Skip to content

zerotonin/ThermoFooty

Repository files navigation

ThermoFooty

tests docs release Python License: MIT Ruff DOI Pre-registration: OSF AsPredicted Companion: ThermoStrife Companion: reRandomStats

Status: scaffold (v0.1.0-dev0). Pre-registration is locked at OSF; data ingestion and analysis pipelines are under construction per the project dev plan (lab-internal). The Zenodo DOI badge above will be minted at the first tagged release.

Does on-pitch player aggression rise with the day-of-match temperature anomaly at the stadium, and does the same heat signal extend from the pitch to the supporters? ThermoFooty pre-registers and executes a natural-experiment test of the heat-aggression hypothesis on European soccer.
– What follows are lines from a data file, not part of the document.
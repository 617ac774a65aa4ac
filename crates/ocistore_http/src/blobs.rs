//! `GET|HEAD|POST|PATCH|PUT|DELETE /v2/<name>/blobs/...`.
//!
//! A thin translation from HTTP verbs to [`ocistore_storage`]'s core API.

use std::io::Cursor;
use std::sync::Arc;

use axum::body::{Body, Bytes};
use axum::extract::{Path, Query, State};
use axum::http::header::{CONTENT_LENGTH, CONTENT_TYPE, LOCATION, RANGE};
use axum::http::StatusCode;
use axum::response::Response;
use serde::Deserialize;
use tokio_util::io::ReaderStream;
use uuid::Uuid;

use ocistore_core::digest::Digest;
use ocistore_core::path::RepositoryName;

use crate::errors::{Error, Result};
use crate::headers::{render_range, ContentRange};
use crate::AppState;

const DOCKER_CONTENT_DIGEST: &str = "Docker-Content-Digest";
const DOCKER_UPLOAD_UUID: &str = "Docker-Upload-UUID";

fn repo(name: &str) -> Result<RepositoryName> {
    RepositoryName::try_from(name).map_err(Error::Core)
}

fn digest(raw: &str) -> Result<Digest> {
    Digest::try_from(raw).map_err(Error::Core)
}

fn parse_uuid(raw: &str) -> Result<Uuid> {
    Uuid::parse_str(raw).map_err(|_| Error::MalformedUuid)
}

pub async fn get_blob(
    State(state): State<Arc<AppState>>,
    Path((_name, raw_digest)): Path<(String, String)>,
) -> Result<Response> {
    let digest = digest(&raw_digest)?;
    let info = state.blobs.stat(&digest).await?;
    let reader = state.blobs.get(&digest).await?;
    let stream = ReaderStream::new(reader);

    Ok(Response::builder()
        .status(StatusCode::OK)
        .header(CONTENT_LENGTH, info.size)
        .header(CONTENT_TYPE, "application/octet-stream")
        .header(DOCKER_CONTENT_DIGEST, digest.to_string())
        .body(Body::from_stream(stream))
        .expect("response with a validated header set always builds"))
}

pub async fn head_blob(
    State(state): State<Arc<AppState>>,
    Path((_name, raw_digest)): Path<(String, String)>,
) -> Result<Response> {
    let digest = digest(&raw_digest)?;
    let info = state.blobs.stat(&digest).await?;

    Ok(Response::builder()
        .status(StatusCode::OK)
        .header(CONTENT_LENGTH, info.size)
        .header(CONTENT_TYPE, "application/octet-stream")
        .header(DOCKER_CONTENT_DIGEST, digest.to_string())
        .body(Body::empty())
        .expect("response with a validated header set always builds"))
}

#[derive(Debug, Deserialize)]
pub struct UploadInitQuery {
    digest: Option<String>,
}

/// Optional query `?digest=<digest>` completes the upload in one request
/// (monolithic). Otherwise opens a resumable session.
pub async fn uploads_post(
    State(state): State<Arc<AppState>>,
    Path(name): Path<String>,
    Query(query): Query<UploadInitQuery>,
    body: Bytes,
) -> Result<Response> {
    let name = repo(&name)?;

    if let Some(raw_digest) = query.digest {
        let digest = digest(&raw_digest)?;
        state.blobs.put(&digest, Cursor::new(body.to_vec())).await?;

        return Ok(Response::builder()
            .status(StatusCode::CREATED)
            .header(LOCATION, format!("/v2/{}/blobs/{}", name.as_str(), digest))
            .header(DOCKER_CONTENT_DIGEST, digest.to_string())
            .body(Body::empty())
            .expect("response with a validated header set always builds"));
    }

    let uuid = state.sessions.initiate(&name).await?;
    Ok(Response::builder()
        .status(StatusCode::ACCEPTED)
        .header(LOCATION, format!("/v2/{}/blobs/uploads/{}", name.as_str(), uuid))
        .header(RANGE, render_range(0))
        .header(CONTENT_LENGTH, 0)
        .header(DOCKER_UPLOAD_UUID, uuid.to_string())
        .body(Body::empty())
        .expect("response with a validated header set always builds"))
}

pub async fn uploads_status(
    State(state): State<Arc<AppState>>,
    Path((_name, raw_uuid)): Path<(String, String)>,
) -> Result<Response> {
    let uuid = parse_uuid(&raw_uuid)?;
    let bytes_received = state.sessions.status(&uuid).await?;

    Ok(Response::builder()
        .status(StatusCode::NO_CONTENT)
        .header(RANGE, render_range(bytes_received))
        .header(DOCKER_UPLOAD_UUID, uuid.to_string())
        .body(Body::empty())
        .expect("response with a validated header set always builds"))
}

/// Requires `Content-Range: <start>-<end-inclusive>`. 204 on success with
/// an updated `Range`.
pub async fn uploads_patch(
    State(state): State<Arc<AppState>>,
    Path((_name, raw_uuid)): Path<(String, String)>,
    request: axum::extract::Request,
) -> Result<Response> {
    let uuid = parse_uuid(&raw_uuid)?;
    let content_range = ContentRange::from_headers(request.headers())?;

    let body = axum::body::to_bytes(request.into_body(), usize::MAX)
        .await
        .map_err(|e| Error::Core(ocistore_core::errors::Error::transport(e)))?;

    let bytes_received = state.sessions.append(&uuid, content_range.start, body).await?;

    Ok(Response::builder()
        .status(StatusCode::NO_CONTENT)
        .header(RANGE, render_range(bytes_received))
        .header(DOCKER_UPLOAD_UUID, uuid.to_string())
        .body(Body::empty())
        .expect("response with a validated header set always builds"))
}

#[derive(Debug, Deserialize)]
pub struct UploadCommitQuery {
    digest: String,
}

/// Commits the upload; an optional trailing body is the final chunk.
pub async fn uploads_put(
    State(state): State<Arc<AppState>>,
    Path((name, raw_uuid)): Path<(String, String)>,
    Query(query): Query<UploadCommitQuery>,
    body: Bytes,
) -> Result<Response> {
    let uuid = parse_uuid(&raw_uuid)?;
    let digest = digest(&query.digest)?;
    let trailing = if body.is_empty() { None } else { Some(body) };

    state.sessions.commit(&uuid, &digest, trailing).await?;

    Ok(Response::builder()
        .status(StatusCode::CREATED)
        .header(LOCATION, format!("/v2/{}/blobs/{}", name, digest))
        .header(DOCKER_CONTENT_DIGEST, digest.to_string())
        .header(CONTENT_LENGTH, 0)
        .body(Body::empty())
        .expect("response with a validated header set always builds"))
}

pub async fn uploads_delete(
    State(state): State<Arc<AppState>>,
    Path((_name, raw_uuid)): Path<(String, String)>,
) -> Result<Response> {
    let uuid = parse_uuid(&raw_uuid)?;
    state.sessions.cancel(&uuid).await?;

    Ok(Response::builder()
        .status(StatusCode::NO_CONTENT)
        .body(Body::empty())
        .expect("response with a validated header set always builds"))
}

#[cfg(test)]
mod tests {
    use std::sync::Arc;
    use std::time::Duration;

    use axum::body::Body;
    use axum::http::{Request, StatusCode};
    use http_body_util::BodyExt;
    use tower::ServiceExt;

    use ocistore_driver::filesystem::FilesystemDriver;
    use ocistore_driver::Driver;
    use ocistore_storage::{BlobService, UploadSessionManager};

    use crate::{build_router, AppState};

    fn app(root: &std::path::Path) -> axum::Router {
        let driver: Arc<dyn Driver> = Arc::new(FilesystemDriver::new(root.to_path_buf()));
        let blobs = Arc::new(BlobService::new(driver.clone(), true));
        let sessions = Arc::new(UploadSessionManager::new(driver, blobs.clone(), Duration::from_secs(3600)));
        build_router(Arc::new(AppState { blobs, sessions }))
    }

    #[tokio::test]
    async fn monolithic_upload_round_trips() {
        let tmp = tempfile::tempdir().unwrap();
        let app = app(tmp.path());

        let digest = "sha256:2cf24dba5fb0a30e26e83b2ac5b9e29e1b161e5c1fa7425e73043362938b9824";
        let response = app
            .clone()
            .oneshot(
                Request::post(format!("/v2/library/nginx/blobs/uploads/?digest={digest}"))
                    .body(Body::from("hello"))
                    .unwrap(),
            )
            .await
            .unwrap();
        assert_eq!(response.status(), StatusCode::CREATED);

        let response = app
            .oneshot(
                Request::get(format!("/v2/library/nginx/blobs/{digest}"))
                    .body(Body::empty())
                    .unwrap(),
            )
            .await
            .unwrap();
        assert_eq!(response.status(), StatusCode::OK);
        let body = response.into_body().collect().await.unwrap().to_bytes();
        assert_eq!(&body[..], b"hello");
    }

    #[tokio::test]
    async fn resumable_two_chunk_upload_commits() {
        let tmp = tempfile::tempdir().unwrap();
        let app = app(tmp.path());

        let response = app
            .clone()
            .oneshot(
                Request::post("/v2/library/nginx/blobs/uploads/")
                    .body(Body::empty())
                    .unwrap(),
            )
            .await
            .unwrap();
        assert_eq!(response.status(), StatusCode::ACCEPTED);
        let location = response
            .headers()
            .get(axum::http::header::LOCATION)
            .unwrap()
            .to_str()
            .unwrap()
            .to_string();

        let response = app
            .clone()
            .oneshot(
                Request::patch(&location)
                    .header("content-range", "0-4")
                    .body(Body::from("abcde"))
                    .unwrap(),
            )
            .await
            .unwrap();
        assert_eq!(response.status(), StatusCode::NO_CONTENT);

        let response = app
            .clone()
            .oneshot(
                Request::patch(&location)
                    .header("content-range", "5-9")
                    .body(Body::from("fghij"))
                    .unwrap(),
            )
            .await
            .unwrap();
        assert_eq!(response.status(), StatusCode::NO_CONTENT);

        let digest = "sha256:72399361da6a7754fec986dca5b7cbaf1c810a28ded4abaf56b2106d06cb78b0";
        let response = app
            .oneshot(
                Request::put(format!("{location}?digest={digest}"))
                    .body(Body::empty())
                    .unwrap(),
            )
            .await
            .unwrap();
        assert_eq!(response.status(), StatusCode::CREATED);
    }
}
The design exploits the fact that fixtures are scheduled before weather is realised, eliminating the Field-1992 outdoor-opportunity confound that limits modern crime-data designs. The same scheduled- fixture identification underlies every analysis in the project, from the Big-5 European league panel (H1: ~150 000+ matches) to the tournament panel (H6/H6b on Qatar 2022 Stadium 974 as a within- tournament natural-control on cooled vs naturally-ventilated venues).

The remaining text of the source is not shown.